Question on covering spaces

First let me give you a counterexample (modified from Allan Hatcher's Algebraic Topology, p79 exercise 6) when $r^{-1}(z)$ is not finite.

The following are all subsets of $\mathbb{R}^2$ with the induced topology.

Defn Let $C_{n,m}^\pm$ denote the circle of radius $1/n$ centered at $(\pm 1 \pm 1/n, 2m)$ for $n,m \in \mathbb{N}$.

Defn Let $\gamma^+_m$ denote a smooth curve contained in $[-1,1]\times[2m, 2m+1)$ and similarly $\gamma^-_m$ in $[-1,1]\times (2m-1,2m]$ such that $\gamma^+_m \cap \gamma^-_m = \{ (1,2m), (-1,2m)\}$.

Defn Let $Z = \cup_{n\in \mathbb{N}} C^+_{n,1}$. Let $Y = \cup_{n,m\in\mathbb{N}} C^+_{n,m}$ and let $$X = \left(\cup_{n,m\in\mathbb{N}}( C^+_{n,m}\cup C^-_{n,m} )\right) \cup\left(\cup_{m\in\mathbb{N}}(\gamma^+_m\cup\gamma^-_m)\right) $$

We let $r:Y\to Z$ be the obvious map taking $C^+_{n,m}\to C^+_{n,1}$. This is clearly a covering map.

Let $q:X\to Y$ be the following:

• $q: C^\pm_{n,m} \to C^+_{n,m}$ in the obvious way if $n < m$.
• $q: C^\pm_{n,m} \to C^+_{n+1,m}$ if $n \geq m$.
• Noticing that $\gamma^+\cup \gamma^-$ is a circle topologically, let $q: \gamma^+_m\cup \gamma^-_m \to C^+_{m,m}$ be a double cover, so that $(\pm 1,2m) \mapsto (1,2m)$.

$q$ clearly gives a double cover of $Y$ by $X$.

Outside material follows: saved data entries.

#![warn(missing_docs)]
//! Editor Overlay - Overlay Synchronization Engine for Headless Editors
//!
//! # Overview
//!
//! `editor-overlay` keeps visual annotations on a live text buffer correct while the buffer is
//! edited, diagnostics arrive from language tooling and user settings change:
//!
//! - **Gutter change bars** (added / modified lines relative to a reference snapshot)
//! - **Inline blame** (version-control attribution, mapped onto the edited buffer)
//! - **Inline diagnostic messages** (most severe diagnostic per line)
//! - **Markers** (squiggles + problem counts, synchronized for every open buffer)
//!
//! It does not draw anything. Rendering goes through the host's decoration and marker API,
//! abstracted as [`HostEditor`].
//!
//! # Architecture Layers
//!
//! ```text
//! ┌─────────────────────────────────────────────┐
//! │  OverlaySession (pane lifecycle)            │  ← Public API
//! ├─────────────────────────────────────────────┤
//! │  OverlayManager × {gutter, blame, inline}   │  ← Decorations
//! │  MarkerSynchronizer                         │  ← Markers
//! ├─────────────────────────────────────────────┤
//! │  EventBus (typed subscribe / publish)       │  ← Notifications
//! ├─────────────────────────────────────────────┤
//! │  Settings · Diagnostics · VCS · Buffers     │  ← State containers
//! ├─────────────────────────────────────────────┤
//! │  Line Diff Engine                           │  ← Content-drift mapping
//! └─────────────────────────────────────────────┘
//! ```
//!
//! # Execution Model
//!
//! All notifications are delivered synchronously on the publishing thread, and each relevant
//! notification produces exactly one render pass per attached manager. Shared containers are
//! guarded by `parking_lot` locks, so hosts that publish from several threads keep the
//! single-writer guarantees of the diagnostics index.
//!
//! # Quick Start
//!
//! ```rust
//! use editor_overlay::{LineStatus, compute_line_diff};
//!
//! let diff = compute_line_diff("a\nb\nc", "a\nX\nc");
//! assert_eq!(diff.status(2), LineStatus::Modified);
//! assert_eq!(diff.original_line(3), Some(3));
//! assert_eq!(diff.added_count + diff.modified_count + diff.unchanged_count, 3);
//! ```
//!
//! # Module Description
//!
//! - [`line_diff`] - Line-level reference → current mapping
//! - [`events`] - Typed observer interface
//! - [`diagnostics`] - Diagnostics model and file-keyed index
//! - [`blame`] - Blame cache and branch identity
//! - [`buffers`] - Current text + reference snapshot per file
//! - [`settings`] - User settings
//! - [`host`] - Host editor adapter interface
//! - [`overlay`] - Overlay managers and the three overlay kinds
//! - [`markers`] - Marker synchronizer
//! - [`session`] - Pane lifecycle owner

pub mod blame;
pub mod buffers;
pub mod diagnostics;
pub mod events;
pub mod host;
pub mod line_diff;
pub mod markers;
pub mod overlay;
pub mod session;
pub mod settings;

pub use blame::{BlameEntry, VcsState};
pub use buffers::{BufferTextStore, BufferTexts};
pub use diagnostics::{
    Diagnostic, DiagnosticList, DiagnosticSeverity, DiagnosticsIndex, DiagnosticsSummary,
    SeverityFilter,
};
pub use events::{EventBus, EventHandler, EventTopic, OverlayEvent, SubscriptionToken};
pub use host::{
    BufferHandle, DecorationClass, DecorationDescriptor, DecorationHandle, EditorHandle,
    HostEditor, HostError, MarkerDescriptor, MarkerSeverity,
};
pub use line_diff::{
    LineDiffResult, LineDiffStrategy, LineMapping, LineStatus, compute_line_diff, line_count,
    line_status, original_line_number, split_lines,
};
pub use markers::{DEFAULT_MARKER_OWNER, MarkerSynchronizer};
pub use overlay::{
    BufferBinding, GutterChangeOverlay, InlineBlameOverlay, InlineDiagnosticsOverlay, OverlayKind,
    OverlayManager, OverlayRenderer, OverlaySources, RenderContext,
};
pub use session::{OverlaySession, PaneId, PaneOverlays, SessionError};
pub use settings::{OverlaySettings, SettingsError, SettingsStore};
//! User settings that gate and shape overlay rendering.

use crate::diagnostics::SeverityFilter;
use crate::events::{EventBus, OverlayEvent};
use chrono::format::{Item, StrftimeItems};
use parking_lot::RwLock;
use serde::{Deserialize, Serialize};
use std::sync::Arc;

/// Default maximum length (in characters) of an inline diagnostic message.
pub const DEFAULT_INLINE_DIAGNOSTIC_MAX_LENGTH: usize = 80;

/// Default `chrono` format string for blame dates.
pub const DEFAULT_BLAME_DATE_FORMAT: &str = "%Y-%m-%d";

/// Errors produced while loading settings.
#[derive(Debug, thiserror::Error)]
pub enum SettingsError {
    /// The settings document is not valid JSON (or has wrongly typed fields).
    #[error("invalid overlay settings: {0}")]
    Parse(#[from] serde_json::Error),
    /// `blame_date_format` contains a specifier `chrono` cannot format.
    #[error("invalid blame date format: {0:?}")]
    InvalidDateFormat(String),
}

/// Overlay settings.
///
/// Every field has a default, so a partial document only overrides what it names:
///
/// ```rust
/// use editor_overlay::OverlaySettings;
///
/// let settings = OverlaySettings::from_json_str(r#"{ "gutter_enabled": false }"#).unwrap();
/// assert!(!settings.gutter_enabled);
/// assert!(settings.inline_blame_enabled);
/// ```
#[derive(Debug, Clone, PartialEq, Eq, Serialize, Deserialize)]
#[serde(default)]
pub struct OverlaySettings {
    /// Show added/modified bars in the gutter.
    pub gutter_enabled: bool,
    /// Show inline blame text.
    pub inline_blame_enabled: bool,
    /// Show inline diagnostic messages.
    pub inline_diagnostics_enabled: bool,
    /// Severities shown as inline messages.
    pub inline_diagnostic_severities: SeverityFilter,
    /// Maximum inline message length in characters (ellipsis included).
    pub inline_diagnostic_max_length: usize,
    /// `chrono` format string used for blame dates.
    pub blame_date_format: String,
}

impl Default for OverlaySettings {
    fn default() -> Self {
        Self {
            gutter_enabled: true,
            inline_blame_enabled: true,
            inline_diagnostics_enabled: true,
            inline_diagnostic_severities: SeverityFilter::default(),
            inline_diagnostic_max_length: DEFAULT_INLINE_DIAGNOSTIC_MAX_LENGTH,
            blame_date_format: DEFAULT_BLAME_DATE_FORMAT.to_string(),
        }
    }
}

impl OverlaySettings {
    /// Parse a JSON settings document. Unknown keys are ignored.
    pub fn from_json_str(json: &str) -> Result<Self, SettingsError> {
        let settings: Self = serde_json::from_str(json)?;
        settings.validate()?;
        Ok(settings)
    }

    /// Check the values serde cannot: currently the blame date format.
    pub fn validate(&self) -> Result<(), SettingsError> {
        if !is_valid_date_format(&self.blame_date_format) {
            return Err(SettingsError::InvalidDateFormat(self.blame_date_format.clone()));
        }
        Ok(())
    }
}

/// `true` if every specifier of `format` is understood by `chrono`.
pub(crate) fn is_valid_date_format(format: &str) -> bool {
    !StrftimeItems::new(format).any(|item| matches!(item, Item::Error))
}

/// Synchronously readable, subscribable settings container.
pub struct SettingsStore {
    current: RwLock<Arc<OverlaySettings>>,
    bus: Arc<EventBus>,
}

impl std::fmt::Debug for SettingsStore {
    fn fmt(&self, f: &mut std::fmt::Formatter<'_>) -> std::fmt::Result {
        f.debug_struct("SettingsStore")
            .field("current", &*self.current.read())
            .finish()
    }
}

impl SettingsStore {
    /// Create a store holding `initial`.
    pub fn new(initial: OverlaySettings, bus: Arc<EventBus>) -> Self {
        Self {
            current: RwLock::new(Arc::new(initial)),
            bus,
        }
    }

    /// Current settings.
    pub fn get(&self) -> Arc<OverlaySettings> {
        Arc::clone(&self.current.read())
    }

    /// Replace the settings. Publishes one `SettingsChanged` event if the value changed and
    /// returns whether it did.
    pub fn set(&self, settings: OverlaySettings) -> bool {
        {
            let mut current = self.current.write();
            if **current == settings {
                return false;
            }
            *current = Arc::new(settings);
        }
        self.bus.publish(&OverlayEvent::SettingsChanged);
        true
    }

    /// Modify a copy of the current settings and store it via [`SettingsStore::set`].
    ///
    /// Any number of field changes made inside `f` produce at most one notification.
    pub fn update<F>(&self, f: F) -> bool
    where
        F: FnOnce(&mut OverlaySettings),
    {
        let mut next = (*self.get()).clone();
        f(&mut next);
        self.set(next)
    }
}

Now, let $B$ be an arbitrary open neighborhood of $(1,1)$ in $Z$. Since the topology is induced from that of $\mathbb{R}^2$, $B$ contains $C_{N,1}^+$ for $N \geq N_0$ sufficiently large. But for $M > N_0$, the connected component of $(1,2M)$ in the inverse image $p^{-1}(C_{M,1}^+)$ contains both $\gamma^\pm_M$, and hence the same connected component of $p^{-1}(B)$ double covers $B$ under the map $p$, and hence cannot be a homeomorphism. This shows that $p$ is not a covering map.

Now, how do we use the information that $r^{-1}(z)$ is finite?

Sketch of proof:

• For any $z$ in $Z$, let $U_z$ be a neighborhood of $z$ such that it is evenly covered by $r$. By the finiteness assumption we can write $r^{-1}U_z$ as a finite disjoint union $\sqcup_{k = 1}^{n_z} V_{k,z}$, and let $y_k \in V_{k,z}$ be the corresponding preimage of $z$. Note that $V_{k,z}$ are homeomorphic to $U_z$.

• Each $y_k$ has an open neighborhood $V'_k$, which we can assume to lie inside $V_{k,z}$, such that $q^{-1}V'_k$ can be written as disjoint unions of open sets each homeomorphic to $V'_k$.

• Now consider the set $U'_z \subset Z$ defined as $$ U'_z = \cap_{k= 1}^{n_z} r(V'_k) $$ I claim that $U'_z$ is open (this is where finiteness of $n_z$ is used!!) and its preimage $p^{-1}(U'_z)$ can be written as a disjoint union of open subsets of $X$ each of which homeomorphic to $U'_z$.

Going back to the counterexample, you see that roughly speaking each of the $V'_m$ has to be a neighborhood of $(1,2m)$ that does not contain the entire circle $C_{m,m}^+$. Hence necessarily $\cap_{m} r(V'_m)$ cannot be open, and the above procedure cannot work.